*TASK DIRECTIONS*:
Transcribe the data below verbatim from the line with "use chrono::Local;" to the line with "most recent tail.". Include both of those lines.
┌──
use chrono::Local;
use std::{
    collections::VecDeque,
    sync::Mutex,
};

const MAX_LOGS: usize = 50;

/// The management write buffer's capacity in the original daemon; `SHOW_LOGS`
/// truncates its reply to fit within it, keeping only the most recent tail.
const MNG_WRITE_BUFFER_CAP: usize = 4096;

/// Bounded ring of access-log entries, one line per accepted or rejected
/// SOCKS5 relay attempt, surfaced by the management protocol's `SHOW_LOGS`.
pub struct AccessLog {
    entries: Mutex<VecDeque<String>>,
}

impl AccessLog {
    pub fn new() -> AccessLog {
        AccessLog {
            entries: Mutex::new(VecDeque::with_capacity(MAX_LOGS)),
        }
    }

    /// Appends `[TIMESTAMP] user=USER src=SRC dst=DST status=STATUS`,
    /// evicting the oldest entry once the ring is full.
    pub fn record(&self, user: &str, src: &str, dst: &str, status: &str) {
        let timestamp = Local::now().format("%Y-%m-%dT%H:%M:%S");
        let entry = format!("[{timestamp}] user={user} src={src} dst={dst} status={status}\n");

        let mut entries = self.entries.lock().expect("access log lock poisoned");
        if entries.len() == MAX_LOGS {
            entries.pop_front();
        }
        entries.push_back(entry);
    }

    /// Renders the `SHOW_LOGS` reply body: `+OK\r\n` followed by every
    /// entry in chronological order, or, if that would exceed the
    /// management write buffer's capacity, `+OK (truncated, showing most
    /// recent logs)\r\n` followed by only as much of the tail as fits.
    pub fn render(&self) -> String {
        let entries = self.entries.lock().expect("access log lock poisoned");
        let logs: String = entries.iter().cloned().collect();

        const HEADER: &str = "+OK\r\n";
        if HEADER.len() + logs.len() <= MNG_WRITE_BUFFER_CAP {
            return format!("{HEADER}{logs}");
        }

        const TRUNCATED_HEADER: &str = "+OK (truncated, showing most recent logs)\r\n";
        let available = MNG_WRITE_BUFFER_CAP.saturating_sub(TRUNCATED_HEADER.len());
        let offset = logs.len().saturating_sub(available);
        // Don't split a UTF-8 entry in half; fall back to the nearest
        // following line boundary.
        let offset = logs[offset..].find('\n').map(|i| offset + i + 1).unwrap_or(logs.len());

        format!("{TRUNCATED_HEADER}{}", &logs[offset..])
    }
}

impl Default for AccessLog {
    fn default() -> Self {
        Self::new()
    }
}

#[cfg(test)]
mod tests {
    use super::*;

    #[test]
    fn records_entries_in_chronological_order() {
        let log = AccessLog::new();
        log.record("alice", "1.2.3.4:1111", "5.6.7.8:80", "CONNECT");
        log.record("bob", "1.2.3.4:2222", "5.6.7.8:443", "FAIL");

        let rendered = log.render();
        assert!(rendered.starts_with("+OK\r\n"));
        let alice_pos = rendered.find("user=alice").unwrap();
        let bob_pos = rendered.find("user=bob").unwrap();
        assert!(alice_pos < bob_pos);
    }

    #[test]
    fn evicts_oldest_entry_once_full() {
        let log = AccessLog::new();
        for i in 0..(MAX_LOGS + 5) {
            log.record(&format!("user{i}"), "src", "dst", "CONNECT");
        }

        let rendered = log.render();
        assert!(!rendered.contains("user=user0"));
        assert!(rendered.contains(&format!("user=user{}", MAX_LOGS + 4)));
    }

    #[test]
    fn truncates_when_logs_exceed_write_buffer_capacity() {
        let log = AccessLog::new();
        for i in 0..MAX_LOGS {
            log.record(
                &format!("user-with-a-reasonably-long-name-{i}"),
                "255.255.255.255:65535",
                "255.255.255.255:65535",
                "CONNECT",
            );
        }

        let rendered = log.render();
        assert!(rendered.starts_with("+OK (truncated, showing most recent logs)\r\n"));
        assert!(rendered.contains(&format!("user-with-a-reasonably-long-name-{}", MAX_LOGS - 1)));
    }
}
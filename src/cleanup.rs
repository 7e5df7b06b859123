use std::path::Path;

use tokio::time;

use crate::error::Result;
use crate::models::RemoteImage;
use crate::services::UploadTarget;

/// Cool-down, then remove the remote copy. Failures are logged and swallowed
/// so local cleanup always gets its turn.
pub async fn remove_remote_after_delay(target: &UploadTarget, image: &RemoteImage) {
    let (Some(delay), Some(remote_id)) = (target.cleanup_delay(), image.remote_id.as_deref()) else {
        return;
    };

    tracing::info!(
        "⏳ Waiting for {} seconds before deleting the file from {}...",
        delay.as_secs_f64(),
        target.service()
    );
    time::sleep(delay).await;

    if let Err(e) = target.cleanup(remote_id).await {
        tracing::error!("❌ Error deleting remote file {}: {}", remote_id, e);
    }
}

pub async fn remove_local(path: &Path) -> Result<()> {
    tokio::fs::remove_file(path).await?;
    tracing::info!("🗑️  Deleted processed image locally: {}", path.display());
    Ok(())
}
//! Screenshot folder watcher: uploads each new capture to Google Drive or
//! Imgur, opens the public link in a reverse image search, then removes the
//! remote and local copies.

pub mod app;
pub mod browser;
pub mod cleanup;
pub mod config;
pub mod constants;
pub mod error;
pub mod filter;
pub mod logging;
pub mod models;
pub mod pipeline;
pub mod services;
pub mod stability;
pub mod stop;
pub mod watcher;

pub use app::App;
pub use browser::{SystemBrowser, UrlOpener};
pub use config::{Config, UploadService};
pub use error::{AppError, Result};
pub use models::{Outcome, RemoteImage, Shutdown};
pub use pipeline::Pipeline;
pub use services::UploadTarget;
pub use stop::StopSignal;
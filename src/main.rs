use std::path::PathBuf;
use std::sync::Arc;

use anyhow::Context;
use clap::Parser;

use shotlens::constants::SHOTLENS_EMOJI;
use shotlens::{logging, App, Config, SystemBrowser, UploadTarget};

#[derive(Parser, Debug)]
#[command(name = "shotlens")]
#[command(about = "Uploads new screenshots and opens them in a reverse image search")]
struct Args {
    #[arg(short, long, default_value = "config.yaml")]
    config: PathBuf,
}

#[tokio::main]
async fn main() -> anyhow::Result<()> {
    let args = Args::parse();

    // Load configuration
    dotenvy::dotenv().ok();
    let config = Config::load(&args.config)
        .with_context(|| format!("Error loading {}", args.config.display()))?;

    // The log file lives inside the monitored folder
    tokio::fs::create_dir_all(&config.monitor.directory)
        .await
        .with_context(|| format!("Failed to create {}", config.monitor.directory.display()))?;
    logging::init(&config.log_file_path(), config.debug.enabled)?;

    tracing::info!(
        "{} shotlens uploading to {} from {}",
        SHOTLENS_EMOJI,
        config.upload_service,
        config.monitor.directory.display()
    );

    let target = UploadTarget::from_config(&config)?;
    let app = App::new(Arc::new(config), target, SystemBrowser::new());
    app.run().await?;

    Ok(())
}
└──
┌──
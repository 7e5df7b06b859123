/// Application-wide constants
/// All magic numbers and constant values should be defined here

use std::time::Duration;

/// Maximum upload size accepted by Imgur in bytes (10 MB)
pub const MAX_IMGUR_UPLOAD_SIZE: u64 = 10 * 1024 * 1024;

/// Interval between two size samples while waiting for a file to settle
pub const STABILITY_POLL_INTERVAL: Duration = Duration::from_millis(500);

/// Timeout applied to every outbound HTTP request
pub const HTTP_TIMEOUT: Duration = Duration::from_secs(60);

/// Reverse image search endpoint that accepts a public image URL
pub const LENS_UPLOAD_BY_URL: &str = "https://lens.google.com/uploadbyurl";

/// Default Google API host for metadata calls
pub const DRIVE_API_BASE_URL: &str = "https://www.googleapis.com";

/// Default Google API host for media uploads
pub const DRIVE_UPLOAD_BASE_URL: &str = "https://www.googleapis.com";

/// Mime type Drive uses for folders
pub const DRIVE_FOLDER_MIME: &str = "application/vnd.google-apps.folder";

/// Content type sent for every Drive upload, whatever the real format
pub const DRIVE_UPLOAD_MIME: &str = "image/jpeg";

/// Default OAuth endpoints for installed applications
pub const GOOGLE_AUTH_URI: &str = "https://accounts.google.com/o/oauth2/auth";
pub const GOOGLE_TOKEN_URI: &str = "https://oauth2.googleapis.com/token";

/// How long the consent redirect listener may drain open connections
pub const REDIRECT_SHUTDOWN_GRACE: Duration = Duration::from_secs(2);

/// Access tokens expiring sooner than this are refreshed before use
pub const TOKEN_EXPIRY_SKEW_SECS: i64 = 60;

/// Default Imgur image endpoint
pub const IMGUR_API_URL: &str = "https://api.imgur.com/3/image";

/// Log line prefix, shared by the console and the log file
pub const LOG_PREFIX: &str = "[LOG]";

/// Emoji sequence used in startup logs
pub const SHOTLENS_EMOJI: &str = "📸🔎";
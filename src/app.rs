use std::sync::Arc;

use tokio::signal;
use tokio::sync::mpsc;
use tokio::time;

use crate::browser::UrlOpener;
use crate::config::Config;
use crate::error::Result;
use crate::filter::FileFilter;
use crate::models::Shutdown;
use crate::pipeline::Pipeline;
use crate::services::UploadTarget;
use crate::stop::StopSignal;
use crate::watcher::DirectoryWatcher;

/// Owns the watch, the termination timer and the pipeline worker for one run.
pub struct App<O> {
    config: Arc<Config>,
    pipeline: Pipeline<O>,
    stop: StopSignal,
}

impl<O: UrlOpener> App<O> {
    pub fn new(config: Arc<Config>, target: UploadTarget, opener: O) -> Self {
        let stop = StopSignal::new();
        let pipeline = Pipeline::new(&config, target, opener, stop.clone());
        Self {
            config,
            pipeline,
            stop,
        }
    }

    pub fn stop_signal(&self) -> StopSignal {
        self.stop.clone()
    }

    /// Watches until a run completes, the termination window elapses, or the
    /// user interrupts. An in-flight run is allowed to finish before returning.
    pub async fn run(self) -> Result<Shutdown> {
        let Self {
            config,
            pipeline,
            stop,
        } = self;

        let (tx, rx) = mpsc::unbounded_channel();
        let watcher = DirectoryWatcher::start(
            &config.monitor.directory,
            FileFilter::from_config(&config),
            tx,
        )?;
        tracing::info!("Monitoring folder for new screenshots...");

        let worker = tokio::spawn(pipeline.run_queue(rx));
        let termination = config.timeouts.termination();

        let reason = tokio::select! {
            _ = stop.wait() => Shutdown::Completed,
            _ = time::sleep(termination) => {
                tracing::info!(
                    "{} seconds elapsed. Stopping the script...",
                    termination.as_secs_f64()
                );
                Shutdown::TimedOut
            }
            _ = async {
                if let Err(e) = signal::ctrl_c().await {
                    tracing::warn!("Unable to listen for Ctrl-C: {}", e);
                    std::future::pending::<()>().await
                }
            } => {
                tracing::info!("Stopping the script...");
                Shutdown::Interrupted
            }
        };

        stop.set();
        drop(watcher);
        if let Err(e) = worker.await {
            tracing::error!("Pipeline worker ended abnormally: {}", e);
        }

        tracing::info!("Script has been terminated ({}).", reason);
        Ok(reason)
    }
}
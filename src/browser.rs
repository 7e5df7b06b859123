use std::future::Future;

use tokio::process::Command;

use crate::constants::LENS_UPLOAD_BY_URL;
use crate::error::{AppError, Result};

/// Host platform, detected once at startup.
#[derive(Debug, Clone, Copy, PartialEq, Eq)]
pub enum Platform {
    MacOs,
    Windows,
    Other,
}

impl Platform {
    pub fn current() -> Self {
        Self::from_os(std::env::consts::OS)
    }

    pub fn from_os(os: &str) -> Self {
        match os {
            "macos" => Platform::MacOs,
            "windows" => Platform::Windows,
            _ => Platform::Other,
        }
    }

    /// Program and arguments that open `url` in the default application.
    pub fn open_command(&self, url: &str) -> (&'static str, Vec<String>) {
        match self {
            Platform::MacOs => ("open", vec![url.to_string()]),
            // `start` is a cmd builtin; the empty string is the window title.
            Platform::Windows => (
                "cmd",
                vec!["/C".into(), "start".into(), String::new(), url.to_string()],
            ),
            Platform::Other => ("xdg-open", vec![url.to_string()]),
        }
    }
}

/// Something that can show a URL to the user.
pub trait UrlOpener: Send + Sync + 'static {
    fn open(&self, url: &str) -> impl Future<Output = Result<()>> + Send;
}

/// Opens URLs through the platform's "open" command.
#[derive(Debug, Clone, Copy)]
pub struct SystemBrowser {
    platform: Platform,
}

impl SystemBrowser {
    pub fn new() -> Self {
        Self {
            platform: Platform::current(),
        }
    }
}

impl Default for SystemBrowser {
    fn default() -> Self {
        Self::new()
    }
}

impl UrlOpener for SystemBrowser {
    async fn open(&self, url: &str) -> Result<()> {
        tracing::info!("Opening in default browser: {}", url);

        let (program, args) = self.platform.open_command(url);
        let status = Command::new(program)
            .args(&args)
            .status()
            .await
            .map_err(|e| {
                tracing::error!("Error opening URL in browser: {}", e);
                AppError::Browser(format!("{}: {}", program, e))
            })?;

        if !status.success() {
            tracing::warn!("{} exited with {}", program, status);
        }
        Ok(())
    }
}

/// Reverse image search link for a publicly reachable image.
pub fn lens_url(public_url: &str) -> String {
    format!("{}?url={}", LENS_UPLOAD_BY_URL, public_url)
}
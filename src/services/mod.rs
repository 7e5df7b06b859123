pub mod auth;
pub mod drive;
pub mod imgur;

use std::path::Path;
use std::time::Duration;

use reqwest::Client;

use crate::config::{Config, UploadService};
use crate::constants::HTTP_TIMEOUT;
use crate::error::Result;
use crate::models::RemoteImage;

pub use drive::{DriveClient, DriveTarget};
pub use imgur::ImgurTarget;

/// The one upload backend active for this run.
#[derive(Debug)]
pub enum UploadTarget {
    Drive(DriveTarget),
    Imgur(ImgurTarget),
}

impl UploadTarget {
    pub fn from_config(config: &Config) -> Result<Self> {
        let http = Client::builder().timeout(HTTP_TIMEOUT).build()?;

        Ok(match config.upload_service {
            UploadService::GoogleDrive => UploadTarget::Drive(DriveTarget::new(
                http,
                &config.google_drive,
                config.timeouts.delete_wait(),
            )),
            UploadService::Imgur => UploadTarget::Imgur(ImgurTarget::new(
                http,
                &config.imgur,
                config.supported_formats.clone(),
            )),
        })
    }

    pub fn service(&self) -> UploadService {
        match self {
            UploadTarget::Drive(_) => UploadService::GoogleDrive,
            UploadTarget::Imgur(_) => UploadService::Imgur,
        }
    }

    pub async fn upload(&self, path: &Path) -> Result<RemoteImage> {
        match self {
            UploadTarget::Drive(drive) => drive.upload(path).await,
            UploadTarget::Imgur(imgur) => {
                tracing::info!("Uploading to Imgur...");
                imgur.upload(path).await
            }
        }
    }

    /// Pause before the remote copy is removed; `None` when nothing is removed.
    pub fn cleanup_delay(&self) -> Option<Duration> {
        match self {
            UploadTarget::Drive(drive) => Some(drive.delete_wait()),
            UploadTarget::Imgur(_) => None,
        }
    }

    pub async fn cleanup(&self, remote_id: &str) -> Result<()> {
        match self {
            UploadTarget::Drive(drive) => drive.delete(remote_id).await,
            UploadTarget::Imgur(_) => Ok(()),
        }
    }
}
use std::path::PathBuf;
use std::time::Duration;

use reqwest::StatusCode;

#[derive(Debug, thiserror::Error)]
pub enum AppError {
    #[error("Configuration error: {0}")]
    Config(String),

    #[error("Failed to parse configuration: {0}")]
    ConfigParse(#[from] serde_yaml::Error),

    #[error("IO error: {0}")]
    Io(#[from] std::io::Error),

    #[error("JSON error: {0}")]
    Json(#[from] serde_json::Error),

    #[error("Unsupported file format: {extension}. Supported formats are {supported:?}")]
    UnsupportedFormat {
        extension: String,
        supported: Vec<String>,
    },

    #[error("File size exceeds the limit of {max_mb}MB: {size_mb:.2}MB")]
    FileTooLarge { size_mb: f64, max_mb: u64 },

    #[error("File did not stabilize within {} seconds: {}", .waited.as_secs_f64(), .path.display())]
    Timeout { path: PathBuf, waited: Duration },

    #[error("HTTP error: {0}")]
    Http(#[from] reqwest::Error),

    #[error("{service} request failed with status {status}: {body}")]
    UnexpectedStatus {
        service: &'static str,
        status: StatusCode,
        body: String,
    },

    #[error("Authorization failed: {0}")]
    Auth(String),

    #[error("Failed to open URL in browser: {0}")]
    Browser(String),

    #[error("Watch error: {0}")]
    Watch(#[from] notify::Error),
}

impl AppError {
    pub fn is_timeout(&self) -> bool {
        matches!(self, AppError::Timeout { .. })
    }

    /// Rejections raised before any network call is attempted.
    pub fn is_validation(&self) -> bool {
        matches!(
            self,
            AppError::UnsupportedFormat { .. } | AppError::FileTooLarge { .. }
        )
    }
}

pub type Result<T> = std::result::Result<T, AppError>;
└──
┌──
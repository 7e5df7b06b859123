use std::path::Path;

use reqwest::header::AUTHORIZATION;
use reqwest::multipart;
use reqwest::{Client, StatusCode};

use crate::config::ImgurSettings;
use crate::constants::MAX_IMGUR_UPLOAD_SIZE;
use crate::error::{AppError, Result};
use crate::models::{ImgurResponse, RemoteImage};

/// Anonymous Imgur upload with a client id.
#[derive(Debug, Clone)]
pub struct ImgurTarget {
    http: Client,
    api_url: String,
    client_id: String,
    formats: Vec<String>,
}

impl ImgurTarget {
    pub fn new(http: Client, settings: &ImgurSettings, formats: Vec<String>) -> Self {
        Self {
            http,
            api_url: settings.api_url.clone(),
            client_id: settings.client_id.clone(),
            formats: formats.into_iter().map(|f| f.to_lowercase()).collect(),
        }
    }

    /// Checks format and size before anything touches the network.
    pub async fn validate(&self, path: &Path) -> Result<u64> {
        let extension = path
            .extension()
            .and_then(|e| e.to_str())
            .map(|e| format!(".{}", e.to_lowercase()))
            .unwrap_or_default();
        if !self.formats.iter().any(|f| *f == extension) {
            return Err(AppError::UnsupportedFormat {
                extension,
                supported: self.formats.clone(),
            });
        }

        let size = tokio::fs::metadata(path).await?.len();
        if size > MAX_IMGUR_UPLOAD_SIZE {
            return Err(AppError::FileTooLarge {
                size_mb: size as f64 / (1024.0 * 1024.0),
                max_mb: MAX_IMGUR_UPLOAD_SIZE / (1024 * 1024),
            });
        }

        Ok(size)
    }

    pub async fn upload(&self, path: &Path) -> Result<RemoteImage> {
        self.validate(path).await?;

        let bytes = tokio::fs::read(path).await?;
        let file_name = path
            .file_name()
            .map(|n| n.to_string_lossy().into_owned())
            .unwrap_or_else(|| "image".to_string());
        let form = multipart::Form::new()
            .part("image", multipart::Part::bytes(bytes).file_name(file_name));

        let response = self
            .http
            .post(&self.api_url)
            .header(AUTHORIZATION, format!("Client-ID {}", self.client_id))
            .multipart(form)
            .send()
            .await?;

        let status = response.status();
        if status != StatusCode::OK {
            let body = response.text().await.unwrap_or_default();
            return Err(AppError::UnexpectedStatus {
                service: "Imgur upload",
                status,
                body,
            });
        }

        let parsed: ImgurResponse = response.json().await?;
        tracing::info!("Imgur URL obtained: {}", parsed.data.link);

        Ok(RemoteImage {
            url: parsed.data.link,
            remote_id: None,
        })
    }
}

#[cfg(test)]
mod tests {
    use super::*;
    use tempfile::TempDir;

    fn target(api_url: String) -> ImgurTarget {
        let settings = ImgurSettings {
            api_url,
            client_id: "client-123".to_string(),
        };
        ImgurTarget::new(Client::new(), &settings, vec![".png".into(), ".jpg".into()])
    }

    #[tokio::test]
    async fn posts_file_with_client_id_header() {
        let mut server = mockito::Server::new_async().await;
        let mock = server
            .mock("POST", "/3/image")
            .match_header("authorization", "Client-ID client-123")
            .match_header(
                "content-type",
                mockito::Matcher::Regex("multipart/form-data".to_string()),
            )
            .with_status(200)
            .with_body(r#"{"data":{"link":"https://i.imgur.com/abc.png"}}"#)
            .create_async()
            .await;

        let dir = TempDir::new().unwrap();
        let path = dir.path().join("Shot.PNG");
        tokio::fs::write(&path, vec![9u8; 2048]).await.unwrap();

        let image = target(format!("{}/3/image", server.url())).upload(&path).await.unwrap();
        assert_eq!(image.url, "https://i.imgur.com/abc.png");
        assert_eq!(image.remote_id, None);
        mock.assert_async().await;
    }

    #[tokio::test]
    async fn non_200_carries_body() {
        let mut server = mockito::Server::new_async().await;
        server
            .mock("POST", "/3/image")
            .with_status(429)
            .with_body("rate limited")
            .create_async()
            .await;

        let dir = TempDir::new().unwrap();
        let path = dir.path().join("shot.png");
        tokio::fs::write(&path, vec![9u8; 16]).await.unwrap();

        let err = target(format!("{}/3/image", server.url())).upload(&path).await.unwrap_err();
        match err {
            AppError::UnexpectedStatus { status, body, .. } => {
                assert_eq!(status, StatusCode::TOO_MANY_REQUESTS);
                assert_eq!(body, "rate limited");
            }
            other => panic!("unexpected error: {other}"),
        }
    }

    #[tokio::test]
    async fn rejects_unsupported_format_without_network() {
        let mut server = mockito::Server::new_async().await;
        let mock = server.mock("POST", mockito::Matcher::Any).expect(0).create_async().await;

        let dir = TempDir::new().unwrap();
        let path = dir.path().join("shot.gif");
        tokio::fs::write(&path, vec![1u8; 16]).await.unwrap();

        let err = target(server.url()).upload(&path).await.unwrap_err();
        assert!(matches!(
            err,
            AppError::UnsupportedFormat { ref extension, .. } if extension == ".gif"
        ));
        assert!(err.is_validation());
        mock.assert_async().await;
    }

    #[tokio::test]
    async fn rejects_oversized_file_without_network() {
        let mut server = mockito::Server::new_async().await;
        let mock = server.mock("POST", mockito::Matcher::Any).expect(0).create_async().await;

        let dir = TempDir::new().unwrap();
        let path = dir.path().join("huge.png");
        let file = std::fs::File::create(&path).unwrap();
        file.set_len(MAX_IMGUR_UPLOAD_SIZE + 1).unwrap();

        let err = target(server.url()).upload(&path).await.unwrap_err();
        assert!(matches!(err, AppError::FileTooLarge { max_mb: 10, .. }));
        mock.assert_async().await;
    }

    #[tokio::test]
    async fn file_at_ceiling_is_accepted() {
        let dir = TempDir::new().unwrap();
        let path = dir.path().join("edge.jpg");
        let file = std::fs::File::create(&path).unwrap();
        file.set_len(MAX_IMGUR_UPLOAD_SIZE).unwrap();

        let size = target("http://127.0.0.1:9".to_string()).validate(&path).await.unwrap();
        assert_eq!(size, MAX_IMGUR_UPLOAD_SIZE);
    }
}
└──
*YOUR RESPONSE*:
use chrono::Local;
use std::{
    collections::VecDeque,
    sync::Mutex,
};

const MAX_LOGS: usize = 50;

/// The management write buffer's capacity in the original daemon; `SHOW_LOGS`
/// truncates its reply to fit within it, keeping only the most recent tail.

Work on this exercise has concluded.